## PROBLEM TO SOLVE
Could you filter the records below and return each line that holds "suffix"?

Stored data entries
☆ ☆ ☆ ☆

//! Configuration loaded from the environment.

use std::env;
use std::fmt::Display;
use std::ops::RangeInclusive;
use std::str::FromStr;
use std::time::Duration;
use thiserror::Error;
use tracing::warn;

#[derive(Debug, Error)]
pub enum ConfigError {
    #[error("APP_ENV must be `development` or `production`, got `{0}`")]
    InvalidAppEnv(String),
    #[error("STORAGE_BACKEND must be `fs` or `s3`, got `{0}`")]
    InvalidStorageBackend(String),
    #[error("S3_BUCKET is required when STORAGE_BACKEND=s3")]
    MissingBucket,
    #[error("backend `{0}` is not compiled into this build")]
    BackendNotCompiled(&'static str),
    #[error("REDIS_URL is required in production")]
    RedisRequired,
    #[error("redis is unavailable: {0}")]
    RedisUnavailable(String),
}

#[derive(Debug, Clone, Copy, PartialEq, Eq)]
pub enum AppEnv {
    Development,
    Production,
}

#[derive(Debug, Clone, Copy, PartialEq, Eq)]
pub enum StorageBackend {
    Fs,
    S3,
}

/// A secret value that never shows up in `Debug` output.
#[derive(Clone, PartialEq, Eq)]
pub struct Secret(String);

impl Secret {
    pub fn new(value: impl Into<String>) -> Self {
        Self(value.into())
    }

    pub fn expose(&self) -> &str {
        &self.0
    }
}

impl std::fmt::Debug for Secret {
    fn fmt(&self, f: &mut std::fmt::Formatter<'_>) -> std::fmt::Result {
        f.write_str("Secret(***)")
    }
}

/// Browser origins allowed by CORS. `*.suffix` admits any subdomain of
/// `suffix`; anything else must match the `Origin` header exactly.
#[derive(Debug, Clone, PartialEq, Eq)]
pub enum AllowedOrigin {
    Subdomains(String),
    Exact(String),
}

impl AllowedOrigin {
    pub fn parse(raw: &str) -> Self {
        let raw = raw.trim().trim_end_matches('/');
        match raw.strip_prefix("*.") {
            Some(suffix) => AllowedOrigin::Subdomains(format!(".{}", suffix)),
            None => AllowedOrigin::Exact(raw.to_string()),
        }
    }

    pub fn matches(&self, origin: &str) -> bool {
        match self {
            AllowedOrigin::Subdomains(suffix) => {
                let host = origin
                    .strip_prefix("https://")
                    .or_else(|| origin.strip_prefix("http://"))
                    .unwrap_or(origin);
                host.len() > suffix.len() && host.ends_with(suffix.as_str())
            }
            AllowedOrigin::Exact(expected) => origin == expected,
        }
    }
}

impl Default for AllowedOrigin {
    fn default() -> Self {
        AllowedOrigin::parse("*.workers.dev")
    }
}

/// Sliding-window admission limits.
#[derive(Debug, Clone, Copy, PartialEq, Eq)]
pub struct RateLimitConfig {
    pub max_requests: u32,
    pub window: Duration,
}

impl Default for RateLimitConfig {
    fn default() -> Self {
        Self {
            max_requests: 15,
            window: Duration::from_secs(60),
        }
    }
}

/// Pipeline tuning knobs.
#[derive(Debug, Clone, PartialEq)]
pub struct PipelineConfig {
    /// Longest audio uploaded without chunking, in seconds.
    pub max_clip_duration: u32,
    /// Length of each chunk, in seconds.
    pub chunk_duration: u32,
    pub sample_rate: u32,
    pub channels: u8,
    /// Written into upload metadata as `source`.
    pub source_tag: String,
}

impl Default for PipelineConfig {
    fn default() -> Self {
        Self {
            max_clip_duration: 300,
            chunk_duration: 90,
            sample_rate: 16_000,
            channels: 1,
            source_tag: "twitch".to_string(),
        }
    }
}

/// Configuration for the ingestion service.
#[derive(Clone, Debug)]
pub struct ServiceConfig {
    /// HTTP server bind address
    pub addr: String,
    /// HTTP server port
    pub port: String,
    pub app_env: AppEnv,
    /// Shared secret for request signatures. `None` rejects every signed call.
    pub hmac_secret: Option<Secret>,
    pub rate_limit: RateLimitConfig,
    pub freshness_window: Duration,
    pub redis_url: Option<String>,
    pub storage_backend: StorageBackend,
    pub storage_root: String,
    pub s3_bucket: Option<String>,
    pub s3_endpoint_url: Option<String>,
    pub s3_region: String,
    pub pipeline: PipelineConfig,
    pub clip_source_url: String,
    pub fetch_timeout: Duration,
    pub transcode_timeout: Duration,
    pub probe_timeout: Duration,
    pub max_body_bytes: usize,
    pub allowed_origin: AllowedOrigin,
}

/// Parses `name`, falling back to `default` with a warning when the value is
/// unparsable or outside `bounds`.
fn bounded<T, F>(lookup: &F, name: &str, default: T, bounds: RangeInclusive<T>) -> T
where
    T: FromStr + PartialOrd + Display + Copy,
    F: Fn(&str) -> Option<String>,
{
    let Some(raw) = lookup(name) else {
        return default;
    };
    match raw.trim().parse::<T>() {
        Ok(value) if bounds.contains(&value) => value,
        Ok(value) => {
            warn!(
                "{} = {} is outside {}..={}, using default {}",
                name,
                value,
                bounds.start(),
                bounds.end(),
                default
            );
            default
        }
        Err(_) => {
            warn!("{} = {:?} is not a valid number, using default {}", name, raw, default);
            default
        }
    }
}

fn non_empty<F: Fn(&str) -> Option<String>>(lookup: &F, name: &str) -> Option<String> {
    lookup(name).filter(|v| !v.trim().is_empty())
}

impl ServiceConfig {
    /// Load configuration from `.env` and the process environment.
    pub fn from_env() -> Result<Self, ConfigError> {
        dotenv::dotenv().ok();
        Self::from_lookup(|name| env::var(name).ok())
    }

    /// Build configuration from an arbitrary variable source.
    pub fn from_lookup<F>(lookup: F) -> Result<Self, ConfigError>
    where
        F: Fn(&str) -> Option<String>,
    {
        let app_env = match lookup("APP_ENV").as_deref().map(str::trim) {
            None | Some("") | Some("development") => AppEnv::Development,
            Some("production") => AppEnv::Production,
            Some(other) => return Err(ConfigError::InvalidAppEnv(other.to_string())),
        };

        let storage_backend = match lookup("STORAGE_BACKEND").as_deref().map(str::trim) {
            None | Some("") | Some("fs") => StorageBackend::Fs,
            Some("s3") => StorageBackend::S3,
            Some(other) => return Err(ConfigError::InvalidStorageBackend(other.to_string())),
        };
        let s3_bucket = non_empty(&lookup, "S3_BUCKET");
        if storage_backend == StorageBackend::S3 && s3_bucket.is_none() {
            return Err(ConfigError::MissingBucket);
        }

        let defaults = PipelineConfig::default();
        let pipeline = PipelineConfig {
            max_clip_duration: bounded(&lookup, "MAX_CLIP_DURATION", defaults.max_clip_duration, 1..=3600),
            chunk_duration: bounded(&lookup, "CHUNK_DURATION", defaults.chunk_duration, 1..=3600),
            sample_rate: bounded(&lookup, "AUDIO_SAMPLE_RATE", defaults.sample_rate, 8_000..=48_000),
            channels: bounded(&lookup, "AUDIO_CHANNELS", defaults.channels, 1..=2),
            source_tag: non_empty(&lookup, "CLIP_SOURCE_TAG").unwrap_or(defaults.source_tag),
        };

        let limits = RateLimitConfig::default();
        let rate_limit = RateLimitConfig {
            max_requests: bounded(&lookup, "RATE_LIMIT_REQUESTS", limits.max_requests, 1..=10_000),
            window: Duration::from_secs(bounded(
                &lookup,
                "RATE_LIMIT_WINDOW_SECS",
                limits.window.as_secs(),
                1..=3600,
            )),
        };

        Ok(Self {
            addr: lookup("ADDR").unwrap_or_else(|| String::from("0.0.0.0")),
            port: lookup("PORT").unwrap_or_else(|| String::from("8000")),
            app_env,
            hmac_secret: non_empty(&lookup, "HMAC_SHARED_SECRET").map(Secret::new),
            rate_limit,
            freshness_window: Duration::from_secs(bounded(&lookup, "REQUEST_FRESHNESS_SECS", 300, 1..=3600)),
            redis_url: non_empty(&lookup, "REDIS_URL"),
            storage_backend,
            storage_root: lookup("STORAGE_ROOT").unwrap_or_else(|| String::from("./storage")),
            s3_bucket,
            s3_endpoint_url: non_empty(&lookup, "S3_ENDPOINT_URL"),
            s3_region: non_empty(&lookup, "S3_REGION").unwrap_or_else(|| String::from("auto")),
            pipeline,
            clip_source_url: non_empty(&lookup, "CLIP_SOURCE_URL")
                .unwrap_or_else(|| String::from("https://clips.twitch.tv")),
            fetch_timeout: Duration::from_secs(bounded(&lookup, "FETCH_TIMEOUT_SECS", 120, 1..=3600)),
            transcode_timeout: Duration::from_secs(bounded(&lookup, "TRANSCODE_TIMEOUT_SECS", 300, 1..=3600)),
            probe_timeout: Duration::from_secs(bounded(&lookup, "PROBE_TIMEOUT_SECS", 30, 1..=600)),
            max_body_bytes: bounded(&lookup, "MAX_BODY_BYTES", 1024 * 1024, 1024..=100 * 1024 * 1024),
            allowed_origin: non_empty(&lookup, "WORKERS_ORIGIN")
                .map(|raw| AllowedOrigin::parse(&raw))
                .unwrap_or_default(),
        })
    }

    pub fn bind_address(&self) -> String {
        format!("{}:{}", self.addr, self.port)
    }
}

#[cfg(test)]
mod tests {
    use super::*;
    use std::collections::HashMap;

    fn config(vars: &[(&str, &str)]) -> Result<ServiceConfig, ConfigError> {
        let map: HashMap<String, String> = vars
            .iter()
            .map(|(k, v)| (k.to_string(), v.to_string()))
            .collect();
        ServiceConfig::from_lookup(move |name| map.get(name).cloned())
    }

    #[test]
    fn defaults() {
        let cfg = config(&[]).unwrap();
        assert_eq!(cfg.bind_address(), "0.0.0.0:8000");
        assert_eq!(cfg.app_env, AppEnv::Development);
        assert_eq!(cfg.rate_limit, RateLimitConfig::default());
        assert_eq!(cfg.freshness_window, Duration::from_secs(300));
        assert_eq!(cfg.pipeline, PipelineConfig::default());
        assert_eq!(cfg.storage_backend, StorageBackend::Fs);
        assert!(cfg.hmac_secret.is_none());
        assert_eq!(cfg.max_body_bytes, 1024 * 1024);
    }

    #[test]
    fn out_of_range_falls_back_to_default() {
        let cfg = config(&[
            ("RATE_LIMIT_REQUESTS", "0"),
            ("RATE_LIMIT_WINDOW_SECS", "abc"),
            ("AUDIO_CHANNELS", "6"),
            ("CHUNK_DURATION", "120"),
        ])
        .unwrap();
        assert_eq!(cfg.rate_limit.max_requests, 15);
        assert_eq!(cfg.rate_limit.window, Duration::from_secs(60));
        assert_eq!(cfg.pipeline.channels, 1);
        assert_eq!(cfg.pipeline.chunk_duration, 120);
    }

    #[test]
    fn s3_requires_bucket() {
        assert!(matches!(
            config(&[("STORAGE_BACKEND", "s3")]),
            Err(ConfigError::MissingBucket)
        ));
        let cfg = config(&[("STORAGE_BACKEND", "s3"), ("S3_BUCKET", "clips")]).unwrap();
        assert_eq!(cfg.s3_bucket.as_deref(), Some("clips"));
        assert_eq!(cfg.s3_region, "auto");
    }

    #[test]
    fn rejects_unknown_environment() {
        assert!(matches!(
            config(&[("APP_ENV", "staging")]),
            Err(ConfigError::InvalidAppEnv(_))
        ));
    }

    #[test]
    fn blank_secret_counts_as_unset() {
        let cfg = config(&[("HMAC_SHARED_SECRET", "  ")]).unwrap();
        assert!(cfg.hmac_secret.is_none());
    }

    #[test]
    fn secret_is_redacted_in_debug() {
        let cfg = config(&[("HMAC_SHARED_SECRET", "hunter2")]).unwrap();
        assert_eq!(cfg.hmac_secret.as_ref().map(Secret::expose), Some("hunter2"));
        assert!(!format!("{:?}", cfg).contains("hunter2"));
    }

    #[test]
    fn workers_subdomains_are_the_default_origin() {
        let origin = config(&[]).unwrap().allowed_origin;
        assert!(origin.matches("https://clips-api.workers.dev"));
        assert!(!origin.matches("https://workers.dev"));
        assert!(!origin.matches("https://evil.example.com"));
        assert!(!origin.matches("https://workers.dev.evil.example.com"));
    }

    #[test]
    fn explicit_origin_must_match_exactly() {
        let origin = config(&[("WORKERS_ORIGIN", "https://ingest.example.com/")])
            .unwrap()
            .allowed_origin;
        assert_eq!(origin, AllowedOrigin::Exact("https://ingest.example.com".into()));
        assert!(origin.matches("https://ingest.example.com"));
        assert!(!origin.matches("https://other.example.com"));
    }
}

☆ ☆ ☆ ☆

## TASK RESULT
/// Browser origins allowed by CORS. `*.suffix` admits any subdomain of
/// `suffix`; anything else must match the `Origin` header exactly.
            Some(suffix) => AllowedOrigin::Subdomains(format!(".{}", suffix)),
            AllowedOrigin::Subdomains(suffix) => {
                host.len() > suffix.len() && host.ends_with(suffix.as_str())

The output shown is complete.